Task description :: From the entries below, copy every line that has the word "bool".

Data for the task ::
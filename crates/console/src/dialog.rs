//! Delete confirmation dialog.
//!
//! Gates destructive deletes behind an explicit confirmation. Unlike the
//! legacy portal, the dialog closes only when the confirmed operation
//! succeeds; on failure it stays open with the specific error inline so
//! the user can retry or cancel.

/// Confirmation dialog state for one target entity.
#[derive(Debug, Clone)]
pub struct ConfirmDialog<E> {
    target: Option<E>,
    in_flight: bool,
    error: Option<String>,
}

impl<E> Default for ConfirmDialog<E> {
    fn default() -> Self {
        Self {
            target: None,
            in_flight: false,
            error: None,
        }
    }
}

impl<E> ConfirmDialog<E> {
    pub fn new() -> Self {
        Self::default()
    }

    /// Open for a target; clears any error from a previous attempt.
    pub fn open(&mut self, target: E) {
        self.target = Some(target);
        self.in_flight = false;
        self.error = None;
    }

    /// Dismiss without confirming. Ignored while a confirm is in flight.
    pub fn cancel(&mut self) {
        if !self.in_flight {
            self.target = None;
            self.error = None;
        }
    }

    /// The dialog renders nothing when there is no target.
    pub fn is_open(&self) -> bool {
        self.target.is_some()
    }

    pub fn target(&self) -> Option<&E> {
        self.target.as_ref()
    }

    /// All action buttons are disabled while the confirm is in flight.
    pub fn actions_disabled(&self) -> bool {
        self.in_flight
    }

    pub fn error(&self) -> Option<&str> {
        self.error.as_deref()
    }

    /// Mark the confirm as started.
    pub fn begin(&mut self) {
        self.in_flight = true;
        self.error = None;
    }

    /// Confirm succeeded: close.
    pub fn succeed(&mut self) {
        self.target = None;
        self.in_flight = false;
        self.error = None;
    }

    /// Confirm failed: stay open and show the error inline.
    pub fn fail(&mut self, message: impl Into<String>) {
        self.in_flight = false;
        self.error = Some(message.into());
    }
}
//! Course entity and payload DTO.

use serde::{Deserialize, Serialize};
use validator::Validate;

use crate::types::DbId;

/// A course within a department / degree / track.
#[derive(Debug, Clone, Serialize, Deserialize)]
#[serde(rename_all = "camelCase")]
pub struct Course {
    pub id: DbId,
    pub code: String,
    pub name: String,
    pub credit_hours: i32,
    pub is_optional: bool,
    pub semester: i32,
    pub department_id: DbId,
    pub degree_id: DbId,
    #[serde(default)]
    pub msar_id: Option<DbId>,
    /// Codes of prerequisite courses.
    #[serde(default)]
    pub prerequisites: Vec<String>,
    /// Ids of assigned instructors.
    #[serde(default)]
    pub instructors: Vec<DbId>,
    #[serde(default)]
    pub description: Option<String>,
}

/// Payload for creating or updating a course. The backend accepts the
/// same shape for both, with `id` present only on update.
#[derive(Debug, Clone, Serialize, Validate)]
#[serde(rename_all = "camelCase")]
pub struct CreateCourse {
    #[serde(skip_serializing_if = "Option::is_none")]
    pub id: Option<DbId>,
    #[validate(custom(function = crate::validation::non_blank))]
    pub code: String,
    #[validate(length(min = 2, message = "اسم المقرر مطلوب"))]
    pub name: String,
    #[validate(range(min = 0, message = "عدد الساعات المعتمدة يجب ألا يكون سالباً"))]
    pub credit_hours: i32,
    pub is_optional: bool,
    #[validate(required(message = "يجب اختيار الفصل الدراسي"))]
    pub semester: Option<i32>,
    #[validate(required(message = "يجب اختيار القسم"))]
    pub department_id: Option<DbId>,
    #[validate(required(message = "يجب اختيار الدرجة العلمية"))]
    pub degree_id: Option<DbId>,
    #[serde(skip_serializing_if = "Option::is_none")]
    pub msar_id: Option<DbId>,
    #[validate(custom(function = crate::validation::non_blank_all))]
    pub prerequisites: Vec<String>,
    pub instructors: Vec<DbId>,
    #[serde(skip_serializing_if = "Option::is_none")]
    pub description: Option<String>,
}

#[cfg(test)]
mod tests {
    use super::*;
    use validator::Validate;

    fn payload() -> CreateCourse {
        CreateCourse {
            id: None,
            code: "CS101".into(),
            name: "Programming I".into(),
            credit_hours: 3,
            is_optional: false,
            semester: Some(1),
            department_id: Some(2),
            degree_id: Some(5),
            msar_id: None,
            prerequisites: vec![],
            instructors: vec![7],
            description: None,
        }
    }

    #[test]
    fn credit_hours_accepts_zero_and_positive() {
        let mut p = payload();
        p.credit_hours = 0;
        assert!(p.validate().is_ok());
        p.credit_hours = 4;
        assert!(p.validate().is_ok());
    }

    #[test]
    fn credit_hours_rejects_negative() {
        let mut p = payload();
        p.credit_hours = -1;
        assert!(p.validate().is_err());
    }

    #[test]
    fn blank_code_rejected() {
        let mut p = payload();
        p.code = "   ".into();
        assert!(p.validate().is_err());
    }

    #[test]
    fn blank_prerequisite_code_rejected() {
        let mut p = payload();
        p.prerequisites = vec!["   ".into(), "".into()];
        assert!(p.validate().is_err());

        p.prerequisites = vec!["MATH100".into()];
        assert!(p.validate().is_ok());
    }
}
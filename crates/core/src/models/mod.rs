//! Entity models and create/update payload DTOs.
//!
//! Every entity is a flat record with a server-assigned id and a handful
//! of scalar fields plus foreign keys into lookup lists. Payload DTOs
//! carry the `validator` rules enforced before a request is issued;
//! unselected foreign keys are uniformly `None` (no `0` / `""` sentinels).

pub mod course;
pub mod degree;
pub mod department;
pub mod instructor;
pub mod intake;
pub mod registration_card;
pub mod student;
pub mod track;
pub mod university;

pub use course::{Course, CreateCourse};
pub use degree::{CreateDegree, Degree, GeneralDegree, UpdateDegree};
pub use department::{CreateDepartment, Department, UpdateDepartment};
pub use instructor::{CreateInstructor, Instructor, UpdateInstructor};
pub use intake::{CreateIntake, Intake, UpdateIntake};
pub use registration_card::{Attachment, CardStatus, CreateRegistrationCard, RegistrationCard};
pub use student::{CreateStudent, Qualification, Student};
pub use track::{CreateTrack, Track};
pub use university::{College, University};
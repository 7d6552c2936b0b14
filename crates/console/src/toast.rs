//! Transient success / error toasts.

use std::time::{Duration, Instant};

/// How long a toast stays visible.
pub const TOAST_TTL: Duration = Duration::from_secs(3);

#[derive(Debug, Clone, Copy, PartialEq, Eq)]
pub enum ToastKind {
    Success,
    Error,
}

/// One transient message.
#[derive(Debug, Clone)]
pub struct Toast {
    pub kind: ToastKind,
    pub message: String,
    created_at: Instant,
}

impl Toast {
    fn new(kind: ToastKind, message: String) -> Self {
        Self {
            kind,
            message,
            created_at: Instant::now(),
        }
    }

    pub fn is_expired_at(&self, now: Instant) -> bool {
        now.duration_since(self.created_at) >= TOAST_TTL
    }
}

/// Holds the currently visible toasts; expired ones drop on [`prune`].
///
/// [`prune`]: ToastTray::prune
#[derive(Debug, Default)]
pub struct ToastTray {
    toasts: Vec<Toast>,
}

impl ToastTray {
    pub fn new() -> Self {
        Self::default()
    }

    pub fn success(&mut self, message: impl Into<String>) {
        self.toasts.push(Toast::new(ToastKind::Success, message.into()));
    }

    pub fn error(&mut self, message: impl Into<String>) {
        self.toasts.push(Toast::new(ToastKind::Error, message.into()));
    }

    pub fn prune(&mut self) {
        let now = Instant::now();
        self.toasts.retain(|t| !t.is_expired_at(now));
    }

    pub fn visible(&self) -> &[Toast] {
        &self.toasts
    }

    /// The most recent toast, regardless of kind.
    pub fn last(&self) -> Option<&Toast> {
        self.toasts.last()
    }
}

#[cfg(test)]
mod tests {
    use super::*;

    #[test]
    fn toast_expires_after_ttl() {
        let mut tray = ToastTray::new();
        tray.success("تمت الإضافة بنجاح");
        let toast = tray.last().unwrap();
        let later = Instant::now() + TOAST_TTL + Duration::from_millis(1);
        assert!(toast.is_expired_at(later));
        assert!(!toast.is_expired_at(Instant::now()));
    }

    #[test]
    fn prune_keeps_fresh_toasts() {
        let mut tray = ToastTray::new();
        tray.error("خطأ");
        tray.prune();
        assert_eq!(tray.visible().len(), 1);
    }
}
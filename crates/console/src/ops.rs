//! Per-entity CRUD operations consumed by the management container.
//!
//! [`EntityOps`] abstracts "the four calls a container needs" so the
//! container stays generic and tests can substitute a scripted fake.
//! The gateway-backed implementations below cover the entity families the
//! CLI manages; every other family follows the same shape.

use std::sync::Arc;

use async_trait::async_trait;
use qabul_core::models::{
    College, CreateDegree, CreateDepartment, CreateInstructor, CreateIntake, Degree, Department,
    Instructor, Intake, UpdateDegree, UpdateDepartment, UpdateInstructor, UpdateIntake,
    University,
};
use qabul_core::DbId;
use qabul_gateway::{Gateway, Outcome};

/// CRUD surface of one entity family.
#[async_trait]
pub trait EntityOps: Send + Sync {
    type Entity: Clone + Send + Sync + 'static;
    type Create: Send + Sync;
    type Update: Send + Sync;
    type Key: Clone + PartialEq + Send + Sync;

    /// Arabic label used in user-facing failure fallbacks.
    fn label(&self) -> &'static str;

    /// Business key of an entity (id, or national id for students).
    fn key(entity: &Self::Entity) -> Self::Key;

    async fn list(&self) -> Outcome<Vec<Self::Entity>>;
    async fn create(&self, input: &Self::Create) -> Outcome<Self::Entity>;
    async fn update(&self, input: &Self::Update) -> Outcome<Self::Entity>;
    async fn delete(&self, key: &Self::Key) -> Outcome<()>;
}

// ---------------------------------------------------------------------------
// Gateway-backed implementations
// ---------------------------------------------------------------------------

/// Degree CRUD over the gateway.
pub struct DegreeOps(pub Arc<Gateway>);

#[async_trait]
impl EntityOps for DegreeOps {
    type Entity = Degree;
    type Create = CreateDegree;
    type Update = UpdateDegree;
    type Key = DbId;

    fn label(&self) -> &'static str {
        "الدرجة العلمية"
    }

    fn key(entity: &Degree) -> DbId {
        entity.id
    }

    async fn list(&self) -> Outcome<Vec<Degree>> {
        self.0.list_degrees(None).await
    }

    async fn create(&self, input: &CreateDegree) -> Outcome<Degree> {
        self.0.add_degree(input).await
    }

    async fn update(&self, input: &UpdateDegree) -> Outcome<Degree> {
        self.0.update_degree(input).await
    }

    async fn delete(&self, key: &DbId) -> Outcome<()> {
        self.0.delete_degree(*key).await
    }
}

/// Department CRUD over the gateway.
pub struct DepartmentOps(pub Arc<Gateway>);

#[async_trait]
impl EntityOps for DepartmentOps {
    type Entity = Department;
    type Create = CreateDepartment;
    type Update = UpdateDepartment;
    type Key = DbId;

    fn label(&self) -> &'static str {
        "القسم"
    }

    fn key(entity: &Department) -> DbId {
        entity.id
    }

    async fn list(&self) -> Outcome<Vec<Department>> {
        self.0.list_departments(None).await
    }

    async fn create(&self, input: &CreateDepartment) -> Outcome<Department> {
        self.0.add_department(input).await
    }

    async fn update(&self, input: &UpdateDepartment) -> Outcome<Department> {
        self.0.update_department(input).await
    }

    async fn delete(&self, key: &DbId) -> Outcome<()> {
        self.0.delete_department(*key).await
    }
}

/// Intake CRUD over the gateway.
pub struct IntakeOps(pub Arc<Gateway>);

#[async_trait]
impl EntityOps for IntakeOps {
    type Entity = Intake;
    type Create = CreateIntake;
    type Update = UpdateIntake;
    type Key = DbId;

    fn label(&self) -> &'static str {
        "الدفعة"
    }

    fn key(entity: &Intake) -> DbId {
        entity.id
    }

    async fn list(&self) -> Outcome<Vec<Intake>> {
        self.0.list_intakes().await
    }

    async fn create(&self, input: &CreateIntake) -> Outcome<Intake> {
        self.0.add_intake(input).await
    }

    async fn update(&self, input: &UpdateIntake) -> Outcome<Intake> {
        self.0.update_intake(input).await
    }

    async fn delete(&self, key: &DbId) -> Outcome<()> {
        self.0.delete_intake(*key).await
    }
}

/// Instructor CRUD over the gateway.
pub struct InstructorOps(pub Arc<Gateway>);

#[async_trait]
impl EntityOps for InstructorOps {
    type Entity = Instructor;
    type Create = CreateInstructor;
    type Update = UpdateInstructor;
    type Key = DbId;

    fn label(&self) -> &'static str {
        "المحاضر"
    }

    fn key(entity: &Instructor) -> DbId {
        entity.id
    }

    async fn list(&self) -> Outcome<Vec<Instructor>> {
        self.0.list_instructors().await
    }

    async fn create(&self, input: &CreateInstructor) -> Outcome<Instructor> {
        self.0.add_instructor(input).await
    }

    async fn update(&self, input: &UpdateInstructor) -> Outcome<Instructor> {
        self.0.update_instructor(input).await
    }

    async fn delete(&self, key: &DbId) -> Outcome<()> {
        self.0.delete_instructor(*key).await
    }
}

/// University CRUD over the gateway. Creation takes just a name (the
/// backend's query-parameter shape); update ships the whole record.
pub struct UniversityOps(pub Arc<Gateway>);

#[async_trait]
impl EntityOps for UniversityOps {
    type Entity = University;
    type Create = String;
    type Update = University;
    type Key = DbId;

    fn label(&self) -> &'static str {
        "الجامعة"
    }

    fn key(entity: &University) -> DbId {
        entity.id
    }

    async fn list(&self) -> Outcome<Vec<University>> {
        self.0.list_universities().await
    }

    async fn create(&self, input: &String) -> Outcome<University> {
        self.0.add_university(input).await
    }

    async fn update(&self, input: &University) -> Outcome<University> {
        self.0.update_university(input).await
    }

    async fn delete(&self, key: &DbId) -> Outcome<()> {
        self.0.delete_university(*key).await
    }
}

/// College CRUD over the gateway.
pub struct CollegeOps(pub Arc<Gateway>);

#[async_trait]
impl EntityOps for CollegeOps {
    type Entity = College;
    type Create = String;
    type Update = College;
    type Key = DbId;

    fn label(&self) -> &'static str {
        "الكلية"
    }

    fn key(entity: &College) -> DbId {
        entity.id
    }

    async fn list(&self) -> Outcome<Vec<College>> {
        self.0.list_colleges().await
    }

    async fn create(&self, input: &String) -> Outcome<College> {
        self.0.add_college(input).await
    }

    async fn update(&self, input: &College) -> Outcome<College> {
        self.0.update_college(input).await
    }

    async fn delete(&self, key: &DbId) -> Outcome<()> {
        self.0.delete_college(*key).await
    }
}
//! Track (msar) operations.

use qabul_core::models::{CreateTrack, Track};
use qabul_core::DbId;

use crate::client::Gateway;
use crate::envelope::Outcome;
use crate::messages::{op_failed, verb};

impl Gateway {
    pub async fn list_tracks(&self) -> Outcome<Vec<Track>> {
        self.send(
            self.http().get(self.url("Msar")),
            &op_failed(verb::LOAD, "المسارات"),
        )
        .await
    }

    pub async fn add_track(&self, input: &CreateTrack) -> Outcome<Track> {
        self.send(
            self.http().post(self.url("Msar")).json(input),
            &op_failed(verb::ADD, "المسار"),
        )
        .await
    }

    pub async fn delete_track(&self, id: DbId) -> Outcome<()> {
        self.send_empty(
            self.http().delete(self.url(&format!("Msar/{id}"))),
            &op_failed(verb::DELETE, "المسار"),
        )
        .await
    }
}
//! Form state machines: cascading dependent selects and repeatable
//! sub-record rows.
//!
//! These model the interactive pieces of the entity forms (course,
//! student, registration card) without any rendering or I/O. The console
//! layer drives them and performs the actual lookup fetches.

use crate::lookups::LookupOption;
use crate::types::DbId;

/// Lifecycle of a dependent select (e.g. tracks under a degree).
#[derive(Debug, Clone, Copy, PartialEq, Eq)]
pub enum CascadeStatus {
    /// No parent value selected; the select is disabled and empty.
    Disabled,
    /// Parent selected, dependent options are being fetched; still disabled.
    Loading,
    /// Options available; the select is interactive.
    Ready,
}

/// A dependent select whose option list is keyed by a parent selection.
///
/// Changing the parent always clears the previously selected value and
/// returns the select to a disabled state until the new options arrive.
/// Option deliveries for a parent that is no longer current are ignored.
#[derive(Debug, Clone)]
pub struct CascadeSelect {
    parent: Option<DbId>,
    selected: Option<DbId>,
    options: Vec<LookupOption>,
    status: CascadeStatus,
}

impl Default for CascadeSelect {
    fn default() -> Self {
        Self::new()
    }
}

impl CascadeSelect {
    pub fn new() -> Self {
        Self {
            parent: None,
            selected: None,
            options: Vec::new(),
            status: CascadeStatus::Disabled,
        }
    }

    pub fn parent(&self) -> Option<DbId> {
        self.parent
    }

    pub fn selected(&self) -> Option<DbId> {
        self.selected
    }

    pub fn options(&self) -> &[LookupOption] {
        &self.options
    }

    pub fn status(&self) -> CascadeStatus {
        self.status
    }

    /// Whether the select should be rendered disabled.
    pub fn is_disabled(&self) -> bool {
        self.status != CascadeStatus::Ready
    }

    /// Change the parent selection. Clears any selected dependent value
    /// and the stale option list. Returns the parent id whose options now
    /// need fetching, if any.
    pub fn set_parent(&mut self, parent: Option<DbId>) -> Option<DbId> {
        self.parent = parent;
        self.selected = None;
        self.options.clear();
        self.status = match parent {
            Some(_) => CascadeStatus::Loading,
            None => CascadeStatus::Disabled,
        };
        parent
    }

    /// Deliver fetched options for `parent`. Ignored when the parent has
    /// changed since the fetch started.
    pub fn options_loaded(&mut self, parent: DbId, options: Vec<LookupOption>) {
        if self.parent != Some(parent) {
            return;
        }
        self.options = options;
        self.status = CascadeStatus::Ready;
    }

    /// Select a dependent value. Only valid once options are loaded and
    /// the id is among them.
    pub fn select(&mut self, id: DbId) -> bool {
        if self.status != CascadeStatus::Ready {
            return false;
        }
        if self.options.iter().any(|o| o.id == id) {
            self.selected = Some(id);
            true
        } else {
            false
        }
    }

    pub fn clear_selection(&mut self) {
        self.selected = None;
    }
}

/// An ordered, editable list of sub-records (prerequisites, instructor
/// assignments, qualifications) mirrored into the form payload on change.
#[derive(Debug, Clone)]
pub struct RowsEditor<R> {
    rows: Vec<R>,
}

impl<R> Default for RowsEditor<R> {
    fn default() -> Self {
        Self { rows: Vec::new() }
    }
}

impl<R> RowsEditor<R> {
    pub fn new() -> Self {
        Self::default()
    }

    pub fn rows(&self) -> &[R] {
        &self.rows
    }

    pub fn len(&self) -> usize {
        self.rows.len()
    }

    pub fn is_empty(&self) -> bool {
        self.rows.is_empty()
    }

    pub fn add(&mut self, row: R) {
        self.rows.push(row);
    }

    /// Remove the row at `index`; out-of-range indices are a no-op
    /// returning `None`.
    pub fn remove(&mut self, index: usize) -> Option<R> {
        if index < self.rows.len() {
            Some(self.rows.remove(index))
        } else {
            None
        }
    }

    /// Update the row at `index` in place. Returns `false` when out of
    /// range.
    pub fn update(&mut self, index: usize, f: impl FnOnce(&mut R)) -> bool {
        match self.rows.get_mut(index) {
            Some(row) => {
                f(row);
                true
            }
            None => false,
        }
    }

    /// Drain into the payload representation.
    pub fn into_rows(self) -> Vec<R> {
        self.rows
    }
}

#[cfg(test)]
mod tests {
    use super::*;

    fn opts(ids: &[DbId]) -> Vec<LookupOption> {
        ids.iter()
            .map(|&id| LookupOption {
                id,
                name: format!("option {id}"),
            })
            .collect()
    }

    // --- Cascade select ---

    #[test]
    fn starts_disabled_without_parent() {
        let select = CascadeSelect::new();
        assert!(select.is_disabled());
        assert_eq!(select.status(), CascadeStatus::Disabled);
    }

    #[test]
    fn parent_change_clears_dependent_selection_and_disables() {
        let mut select = CascadeSelect::new();
        select.set_parent(Some(1));
        select.options_loaded(1, opts(&[10, 11]));
        assert!(select.select(10));

        // Switching the parent must drop the old value and options.
        let fetch = select.set_parent(Some(2));
        assert_eq!(fetch, Some(2));
        assert_eq!(select.selected(), None);
        assert!(select.options().is_empty());
        assert!(select.is_disabled());
        assert_eq!(select.status(), CascadeStatus::Loading);

        // Interactive again only after the new options arrive.
        select.options_loaded(2, opts(&[20]));
        assert!(!select.is_disabled());
        assert!(select.select(20));
    }

    #[test]
    fn stale_option_delivery_is_ignored() {
        let mut select = CascadeSelect::new();
        select.set_parent(Some(1));
        select.set_parent(Some(2));
        // Late response for the first parent arrives after the switch.
        select.options_loaded(1, opts(&[10]));
        assert_eq!(select.status(), CascadeStatus::Loading);
        assert!(select.options().is_empty());
    }

    #[test]
    fn cannot_select_while_loading_or_unknown_id() {
        let mut select = CascadeSelect::new();
        select.set_parent(Some(1));
        assert!(!select.select(10));
        select.options_loaded(1, opts(&[10]));
        assert!(!select.select(99));
        assert!(select.select(10));
    }

    #[test]
    fn clearing_parent_disables() {
        let mut select = CascadeSelect::new();
        select.set_parent(Some(1));
        select.options_loaded(1, opts(&[10]));
        select.select(10);
        assert_eq!(select.set_parent(None), None);
        assert_eq!(select.status(), CascadeStatus::Disabled);
        assert_eq!(select.selected(), None);
    }

    // --- Rows editor ---

    #[test]
    fn add_update_remove_roundtrip() {
        let mut editor: RowsEditor<String> = RowsEditor::new();
        editor.add("MATH101".into());
        editor.add("PHYS102".into());
        assert!(editor.update(1, |r| *r = "PHYS103".into()));
        assert_eq!(editor.remove(0).as_deref(), Some("MATH101"));
        assert_eq!(editor.rows(), ["PHYS103".to_string()]);
    }

    #[test]
    fn out_of_range_operations_are_noops() {
        let mut editor: RowsEditor<i32> = RowsEditor::new();
        editor.add(1);
        assert!(editor.remove(5).is_none());
        assert!(!editor.update(5, |r| *r = 9));
        assert_eq!(editor.len(), 1);
    }
}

Answer to this exercise ::
    in_flight: bool,
    pub fn is_open(&self) -> bool {
    pub fn actions_disabled(&self) -> bool {
    pub is_optional: bool,
    pub is_optional: bool,
    pub fn is_expired_at(&self, now: Instant) -> bool {
    pub fn is_disabled(&self) -> bool {
    pub fn select(&mut self, id: DbId) -> bool {
    pub fn is_empty(&self) -> bool {
    pub fn update(&mut self, index: usize, f: impl FnOnce(&mut R)) -> bool {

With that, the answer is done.